— Exercise objective —
Filter the listing below, copying every line in which the word "CollectionSync" appears.

— Recorded information —
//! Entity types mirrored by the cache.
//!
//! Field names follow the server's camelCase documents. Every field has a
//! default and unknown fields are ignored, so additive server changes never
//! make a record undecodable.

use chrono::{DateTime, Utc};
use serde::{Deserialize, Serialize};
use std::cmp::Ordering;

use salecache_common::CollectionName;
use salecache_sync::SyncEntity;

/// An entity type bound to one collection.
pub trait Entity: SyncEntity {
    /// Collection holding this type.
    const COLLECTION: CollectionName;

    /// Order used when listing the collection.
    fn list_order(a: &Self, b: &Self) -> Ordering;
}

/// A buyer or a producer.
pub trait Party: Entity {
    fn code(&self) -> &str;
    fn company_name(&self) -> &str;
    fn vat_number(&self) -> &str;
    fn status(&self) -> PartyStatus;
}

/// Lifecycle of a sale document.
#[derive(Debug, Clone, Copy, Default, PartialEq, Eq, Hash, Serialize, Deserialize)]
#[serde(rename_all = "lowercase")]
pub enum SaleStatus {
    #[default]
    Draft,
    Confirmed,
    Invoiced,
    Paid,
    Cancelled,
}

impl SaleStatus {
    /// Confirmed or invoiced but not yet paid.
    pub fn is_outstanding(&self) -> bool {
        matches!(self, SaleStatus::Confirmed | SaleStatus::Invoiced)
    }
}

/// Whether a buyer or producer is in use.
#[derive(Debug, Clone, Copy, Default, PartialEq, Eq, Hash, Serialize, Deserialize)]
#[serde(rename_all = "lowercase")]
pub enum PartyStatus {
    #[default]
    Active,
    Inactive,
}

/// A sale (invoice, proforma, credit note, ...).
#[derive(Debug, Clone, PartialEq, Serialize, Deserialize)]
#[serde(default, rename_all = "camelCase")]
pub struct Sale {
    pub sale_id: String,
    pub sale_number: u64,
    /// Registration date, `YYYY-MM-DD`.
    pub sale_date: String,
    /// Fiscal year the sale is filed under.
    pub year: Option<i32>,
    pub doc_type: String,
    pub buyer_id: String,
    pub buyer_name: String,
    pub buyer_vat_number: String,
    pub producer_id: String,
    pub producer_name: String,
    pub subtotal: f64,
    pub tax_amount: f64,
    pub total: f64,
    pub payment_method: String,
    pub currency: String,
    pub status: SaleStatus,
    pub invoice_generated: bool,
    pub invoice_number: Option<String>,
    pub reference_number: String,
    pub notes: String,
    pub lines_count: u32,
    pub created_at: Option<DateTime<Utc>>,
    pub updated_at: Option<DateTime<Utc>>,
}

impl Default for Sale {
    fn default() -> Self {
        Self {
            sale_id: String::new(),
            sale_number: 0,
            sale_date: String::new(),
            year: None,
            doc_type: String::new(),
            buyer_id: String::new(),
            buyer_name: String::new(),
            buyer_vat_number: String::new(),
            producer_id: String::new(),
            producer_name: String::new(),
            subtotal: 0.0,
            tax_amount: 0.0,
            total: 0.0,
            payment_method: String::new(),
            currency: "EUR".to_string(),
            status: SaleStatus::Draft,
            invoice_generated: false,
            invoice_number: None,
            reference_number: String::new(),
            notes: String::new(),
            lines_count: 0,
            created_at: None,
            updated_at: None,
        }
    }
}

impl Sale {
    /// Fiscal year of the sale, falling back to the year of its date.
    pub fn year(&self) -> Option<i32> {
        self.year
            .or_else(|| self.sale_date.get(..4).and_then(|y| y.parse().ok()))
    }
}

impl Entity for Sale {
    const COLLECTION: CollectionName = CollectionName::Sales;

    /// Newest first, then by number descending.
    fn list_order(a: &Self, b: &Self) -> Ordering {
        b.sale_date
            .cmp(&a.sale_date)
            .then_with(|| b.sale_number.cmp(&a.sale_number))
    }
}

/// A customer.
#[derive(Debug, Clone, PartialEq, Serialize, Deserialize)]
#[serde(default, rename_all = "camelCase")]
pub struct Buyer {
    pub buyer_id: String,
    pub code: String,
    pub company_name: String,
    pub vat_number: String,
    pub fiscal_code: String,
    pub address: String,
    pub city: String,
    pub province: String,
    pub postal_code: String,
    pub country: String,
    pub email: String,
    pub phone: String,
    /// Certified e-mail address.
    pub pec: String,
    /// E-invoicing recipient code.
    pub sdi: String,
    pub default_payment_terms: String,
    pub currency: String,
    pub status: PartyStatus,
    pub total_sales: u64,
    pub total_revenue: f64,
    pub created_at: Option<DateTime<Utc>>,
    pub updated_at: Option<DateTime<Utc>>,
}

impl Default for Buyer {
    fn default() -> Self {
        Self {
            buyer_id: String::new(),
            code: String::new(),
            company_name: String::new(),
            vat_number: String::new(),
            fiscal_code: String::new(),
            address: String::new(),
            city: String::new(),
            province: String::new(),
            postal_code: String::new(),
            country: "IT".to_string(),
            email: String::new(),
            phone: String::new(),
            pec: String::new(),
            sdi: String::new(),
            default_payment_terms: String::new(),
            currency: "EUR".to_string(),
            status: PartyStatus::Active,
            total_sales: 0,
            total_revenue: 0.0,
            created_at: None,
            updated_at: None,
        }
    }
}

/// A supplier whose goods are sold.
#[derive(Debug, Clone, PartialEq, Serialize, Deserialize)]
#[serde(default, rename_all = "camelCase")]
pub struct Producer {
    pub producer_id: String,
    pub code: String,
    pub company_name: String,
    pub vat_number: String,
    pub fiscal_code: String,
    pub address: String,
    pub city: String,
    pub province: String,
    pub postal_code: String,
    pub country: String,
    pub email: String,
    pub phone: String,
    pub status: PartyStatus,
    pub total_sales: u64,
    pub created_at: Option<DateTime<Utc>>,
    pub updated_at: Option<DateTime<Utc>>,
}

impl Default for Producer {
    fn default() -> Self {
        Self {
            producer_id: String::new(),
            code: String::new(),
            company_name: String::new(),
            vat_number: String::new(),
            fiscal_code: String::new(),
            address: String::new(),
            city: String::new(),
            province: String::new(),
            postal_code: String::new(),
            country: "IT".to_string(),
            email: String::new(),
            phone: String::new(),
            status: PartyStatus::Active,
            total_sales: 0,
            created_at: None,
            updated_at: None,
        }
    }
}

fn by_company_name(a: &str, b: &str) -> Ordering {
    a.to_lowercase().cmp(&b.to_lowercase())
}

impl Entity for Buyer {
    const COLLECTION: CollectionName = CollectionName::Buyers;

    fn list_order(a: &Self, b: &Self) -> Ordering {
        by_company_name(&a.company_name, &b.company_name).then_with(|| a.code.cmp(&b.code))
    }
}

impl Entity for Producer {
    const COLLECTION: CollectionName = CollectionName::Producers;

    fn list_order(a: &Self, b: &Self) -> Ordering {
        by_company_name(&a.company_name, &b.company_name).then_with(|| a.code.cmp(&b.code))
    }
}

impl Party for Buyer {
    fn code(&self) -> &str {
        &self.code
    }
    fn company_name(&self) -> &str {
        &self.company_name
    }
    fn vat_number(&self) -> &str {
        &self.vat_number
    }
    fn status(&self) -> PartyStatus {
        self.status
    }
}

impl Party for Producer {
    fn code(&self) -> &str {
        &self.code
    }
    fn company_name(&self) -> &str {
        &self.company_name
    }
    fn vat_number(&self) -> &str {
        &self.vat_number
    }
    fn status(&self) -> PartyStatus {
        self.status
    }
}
---
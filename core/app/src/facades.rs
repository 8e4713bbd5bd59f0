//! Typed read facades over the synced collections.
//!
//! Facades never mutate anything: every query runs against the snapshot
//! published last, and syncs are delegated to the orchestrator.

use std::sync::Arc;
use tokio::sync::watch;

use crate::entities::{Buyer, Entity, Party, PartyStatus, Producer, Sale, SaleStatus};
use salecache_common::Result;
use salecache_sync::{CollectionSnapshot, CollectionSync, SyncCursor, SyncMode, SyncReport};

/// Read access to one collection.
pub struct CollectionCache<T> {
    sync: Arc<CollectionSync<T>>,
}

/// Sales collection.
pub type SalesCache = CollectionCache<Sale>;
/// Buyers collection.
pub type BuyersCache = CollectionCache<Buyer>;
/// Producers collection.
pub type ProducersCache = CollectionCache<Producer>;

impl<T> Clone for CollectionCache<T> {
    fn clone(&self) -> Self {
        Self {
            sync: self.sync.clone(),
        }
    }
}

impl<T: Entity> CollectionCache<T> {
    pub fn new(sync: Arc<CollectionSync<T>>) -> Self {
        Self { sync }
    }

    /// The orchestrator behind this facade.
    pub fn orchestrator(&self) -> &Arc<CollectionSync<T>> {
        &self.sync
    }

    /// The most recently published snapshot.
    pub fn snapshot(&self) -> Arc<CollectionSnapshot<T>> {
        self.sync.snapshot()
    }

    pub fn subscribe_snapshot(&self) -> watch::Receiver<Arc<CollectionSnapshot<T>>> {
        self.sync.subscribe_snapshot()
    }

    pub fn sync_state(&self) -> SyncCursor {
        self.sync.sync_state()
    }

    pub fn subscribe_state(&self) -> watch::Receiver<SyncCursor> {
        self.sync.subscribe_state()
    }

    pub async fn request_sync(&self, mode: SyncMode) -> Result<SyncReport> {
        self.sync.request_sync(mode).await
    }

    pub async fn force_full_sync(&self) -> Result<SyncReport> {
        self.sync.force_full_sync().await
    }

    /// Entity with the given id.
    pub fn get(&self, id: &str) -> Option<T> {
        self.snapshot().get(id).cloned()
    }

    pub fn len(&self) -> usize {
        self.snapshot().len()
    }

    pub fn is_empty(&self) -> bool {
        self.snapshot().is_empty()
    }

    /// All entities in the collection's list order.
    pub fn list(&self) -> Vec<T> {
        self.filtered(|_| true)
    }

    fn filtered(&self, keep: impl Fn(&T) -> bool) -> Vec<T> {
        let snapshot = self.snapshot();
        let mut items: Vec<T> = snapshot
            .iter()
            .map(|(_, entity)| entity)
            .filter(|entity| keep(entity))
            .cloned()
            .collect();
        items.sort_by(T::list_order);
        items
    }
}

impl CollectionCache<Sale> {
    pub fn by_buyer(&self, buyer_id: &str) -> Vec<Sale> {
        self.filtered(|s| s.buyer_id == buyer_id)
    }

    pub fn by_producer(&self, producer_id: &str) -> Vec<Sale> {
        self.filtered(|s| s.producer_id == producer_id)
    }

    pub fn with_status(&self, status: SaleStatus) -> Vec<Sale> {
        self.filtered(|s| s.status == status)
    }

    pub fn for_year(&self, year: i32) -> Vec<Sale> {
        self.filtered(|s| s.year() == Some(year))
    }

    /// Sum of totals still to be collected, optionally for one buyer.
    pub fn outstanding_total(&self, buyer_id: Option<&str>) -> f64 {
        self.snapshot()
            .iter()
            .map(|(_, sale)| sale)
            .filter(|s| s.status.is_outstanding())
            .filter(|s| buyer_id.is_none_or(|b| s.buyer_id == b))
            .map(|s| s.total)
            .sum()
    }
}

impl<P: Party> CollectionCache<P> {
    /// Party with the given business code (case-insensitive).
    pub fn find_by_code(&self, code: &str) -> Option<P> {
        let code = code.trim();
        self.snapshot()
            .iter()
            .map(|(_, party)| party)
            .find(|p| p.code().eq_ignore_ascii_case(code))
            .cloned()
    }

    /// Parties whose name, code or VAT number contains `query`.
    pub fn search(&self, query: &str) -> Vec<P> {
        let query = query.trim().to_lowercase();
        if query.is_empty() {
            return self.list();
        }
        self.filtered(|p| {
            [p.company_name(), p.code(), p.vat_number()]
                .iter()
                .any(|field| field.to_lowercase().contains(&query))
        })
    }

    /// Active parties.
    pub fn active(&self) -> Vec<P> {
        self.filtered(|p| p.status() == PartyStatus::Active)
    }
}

— Solution for this problem —
use salecache_sync::{CollectionSnapshot, CollectionSync, SyncCursor, SyncMode, SyncReport};
    sync: Arc<CollectionSync<T>>,
    pub fn new(sync: Arc<CollectionSync<T>>) -> Self {
    pub fn orchestrator(&self) -> &Arc<CollectionSync<T>> {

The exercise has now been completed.